DennisInfra · ‎07-21-2023

Hi,

I've a problem of loss of the liceense in my FortiAnalyzer. I've set a proxy and it's used to login the the cloud account. The FortiAnalyzer reboots and everything seems to be OK. But a few minutes / hours later, I get this alert message:

License validation state changes from Trial License Init to Found disconnecting because of Server No Response

I checked the proxy log and there is no entry of any kind of access. If I check the firewall logs, I can see that the FortiAnalyzer tries to communicate directly with some servers in the internet - I guess some license servers!?

Afterwards I get a "duplicate license" error (but there is only one license in my account) and instead of the analyzer login a could login dialog is shown. I can login with my cloud account, the analyzer reboots, everyhting seems to be fine... for at least some hours.

So, has anyone an idea, why the proxy isn't used to contact the license servers for validation?

Regards,

Dennis

saneeshpv_FTNT · ‎07-21-2023

Hi,

Have you setup your proxy correctly as below.

Go to "config fmupdate av-ips web-proxy".
Set the address of the proxy using "set address ".
Set the mode of the proxy using "set mode {proxy | tunnel}".
Set the password for the user name used for authentication using "set password ".
Set the port number of the web proxy using "set port ".

Example:

config fmupdate av-ips web-proxy

set status enable

set mode proxy

set ip x.x.x.x

set port 8890

set username avipsupdater

set password cvhk3rf3u9jvsYU

end

Also please make sure to disable SSL interception in your Forward Proxy for the FAZ IP address.

If the above doesn't work, please try the options mentioned in the below article.

Technical Tip: How to configure FortiAnalyzer/Fort... - Fortinet Community

Also if possible, please share your firewall logs for checking.

Regards

DennisInfra · ‎07-26-2023

Yes, I setup this proxy. And even setup the system web-proxy:

config system web-proxy

set address <string>

set mode {proxy | tunnel}

set password <passwd>

set port <integer>

set status {enable | disable}

set username <string>

end

But the traffic to the license servers are not send to the proxy, it's still send to the internet directly.
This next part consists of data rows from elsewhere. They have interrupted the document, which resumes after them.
//! Error types for wiki-dl
//!
//! Errors are split by blast radius:
//! - [`Error`] - batch-fatal failures (configuration, the initial search,
//!   plumbing I/O). These abort the run.
//! - [`FetchError`] - per-page lookup failures. These become per-item
//!   [`Outcome`](crate::types::Outcome)s and never abort the batch.
//! - [`WriteError`] - filesystem failures at the sink, also per-item.
//! - [`FailureKind`] - the serializable classification carried inside a
//!   failure outcome (it crosses the process-pool boundary as JSON).

use serde::{Deserialize, Serialize};
use std::path::PathBuf;
use thiserror::Error;

/// Result type alias for wiki-dl operations
pub type Result<T> = std::result::Result<T, Error>;

/// Batch-fatal error type
///
/// A value of this type means the run as a whole cannot proceed (or could not
/// be configured). Per-item failures are *not* represented here; they are
/// recorded as [`Outcome::Failure`](crate::types::Outcome) values instead.
#[derive(Debug, Error)]
pub enum Error {
    /// Configuration error with context about which setting is invalid
    #[error("configuration error: {message}")]
    Config {
        /// Human-readable error message describing the configuration issue
        message: String,
        /// The configuration key that caused the error (e.g., "max_workers")
        key: Option<String>,
    },

    /// The initial search call failed; without an identifier list the batch
    /// cannot start
    #[error("search failed: {0}")]
    Search(String),

    /// Network error
    #[error("network error: {0}")]
    Network(#[from] reqwest::Error),

    /// I/O error
    #[error("I/O error: {0}")]
    Io(#[from] std::io::Error),

    /// Serialization error
    #[error("serialization error: {0}")]
    Serialization(#[from] serde_json::Error),
}

/// Per-page lookup failure
///
/// Returned by [`RemoteSource::fetch_detail`](crate::client::RemoteSource),
/// converted into a failure outcome by the runner. Each variant carries the
/// identifier it concerns so pooled strategies can attribute failures after
/// reordering.
#[derive(Debug, Error)]
pub enum FetchError {
    /// No page exists for the identifier
    #[error("page \"{identifier}\" not found")]
    NotFound {
        /// The identifier that had no matching page
        identifier: String,
    },

    /// The identifier names a disambiguation page with multiple equally-valid
    /// targets. The batch never silently picks one; it records the failure
    /// together with the candidate titles.
    #[error("\"{identifier}\" is ambiguous: {} candidate pages", .candidates.len())]
    Ambiguous {
        /// The ambiguous identifier
        identifier: String,
        /// Candidate page titles the disambiguation points at
        candidates: Vec<String>,
    },

    /// Transport-level or server-side failure (connect error, 5xx, 429)
    #[error("network error fetching \"{identifier}\": {message}")]
    Network {
        /// The identifier whose fetch failed
        identifier: String,
        /// Transport or status description
        message: String,
    },

    /// The response arrived but could not be decoded into a detail record
    #[error("malformed detail for \"{identifier}\": {message}")]
    Malformed {
        /// The identifier whose response was malformed
        identifier: String,
        /// What was wrong with the payload
        message: String,
    },
}

impl FetchError {
    /// The identifier this failure concerns
    pub fn identifier(&self) -> &str {
        match self {
            Self::NotFound { identifier }
            | Self::Ambiguous { identifier, .. }
            | Self::Network { identifier, .. }
            | Self::Malformed { identifier, .. } => identifier,
        }
    }

    /// Outcome classification for this failure
    pub fn kind(&self) -> FailureKind {
        match self {
            Self::NotFound { .. } => FailureKind::NotFound,
            Self::Ambiguous { .. } => FailureKind::AmbiguousMatch,
            Self::Network { .. } => FailureKind::Network,
            Self::Malformed { .. } => FailureKind::Serialization,
        }
    }
}

/// Malformed detail record rejected by the extractor
///
/// Maps to [`FailureKind::Serialization`] in the item's outcome.
#[derive(Debug, Error)]
pub enum ExtractError {
    /// The record's title is empty after trimming, so no file name can be
    /// derived from it
    #[error("detail record has a blank title")]
    BlankTitle,
}

/// Filesystem failure while persisting an artifact
#[derive(Debug, Error)]
#[error("failed to write {}: {source}", .path.display())]
pub struct WriteError {
    /// The path that could not be written
    pub path: PathBuf,
    /// The underlying I/O error
    #[source]
    pub source: std::io::Error,
}

/// Classification of a per-item failure, carried inside a failure outcome
///
/// Serialized as snake_case strings so outcomes marshal cleanly across the
/// process-pool boundary and into logs.
#[derive(Clone, Copy, Debug, PartialEq, Eq, PartialOrd, Ord, Hash, Serialize, Deserialize)]
#[serde(rename_all = "snake_case")]
pub enum FailureKind {
    /// The remote source has no page for the identifier
    NotFound,
    /// The identifier resolved to a disambiguation page
    AmbiguousMatch,
    /// Transient transport or server failure
    Network,
    /// The fetched detail record could not be decoded or extracted
    Serialization,
    /// The artifact could not be written to the output directory
    Write,
    /// A pool worker process crashed or returned unintelligible output
    Worker,
}

impl FailureKind {
    /// Stable string form, matching the serde representation
    pub fn as_str(&self) -> &'static str {
        match self {
            Self::NotFound => "not_found",
            Self::AmbiguousMatch => "ambiguous_match",
            Self::Network => "network",
            Self::Serialization => "serialization",
            Self::Write => "write",
            Self::Worker => "worker",
        }
    }
}

impl std::fmt::Display for FailureKind {
    fn fmt(&self, f: &mut std::fmt::Formatter<'_>) -> std::fmt::Result {
        f.write_str(self.as_str())
    }
}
I haven't read your link completely because I only use the free license and think the information from your link won't apply here.

DennisInfra · ‎07-26-2023

Small update after I got a tip: after deleting all proxy settings, do a clean reboot, set proxy settings and reboot again, I can see much more requests on the proxy now.

I'll wait some days to see if this fixed the issue.

Alfredoest · ‎08-10-2023

I've set up a proxy for cloud account login, and everything seems fine after a reboot. However, after a few hours, I receive an alert stating, "License validation state changes from Trial License Init to Found disconnecting because of Server No Response." I've checked the proxy and firewall logs, and it's intriguing that the FortiAnalyzer attempts to communicate directly with internet servers, likely license servers. I also encounter a "duplicate license" error, despite having just one license in my account.

DennisInfra · ‎08-20-2023

Have you tried to set the system proxy also?

config system web-proxy

According to my experience, both proxys should be set.

AdrianaMadilyn · ‎01-01-2024

You mentioned the FortiAnalyzer attempting to communicate directly with servers. Have you reviewed the firewall logs to see if there are any blocked connections to the license servers?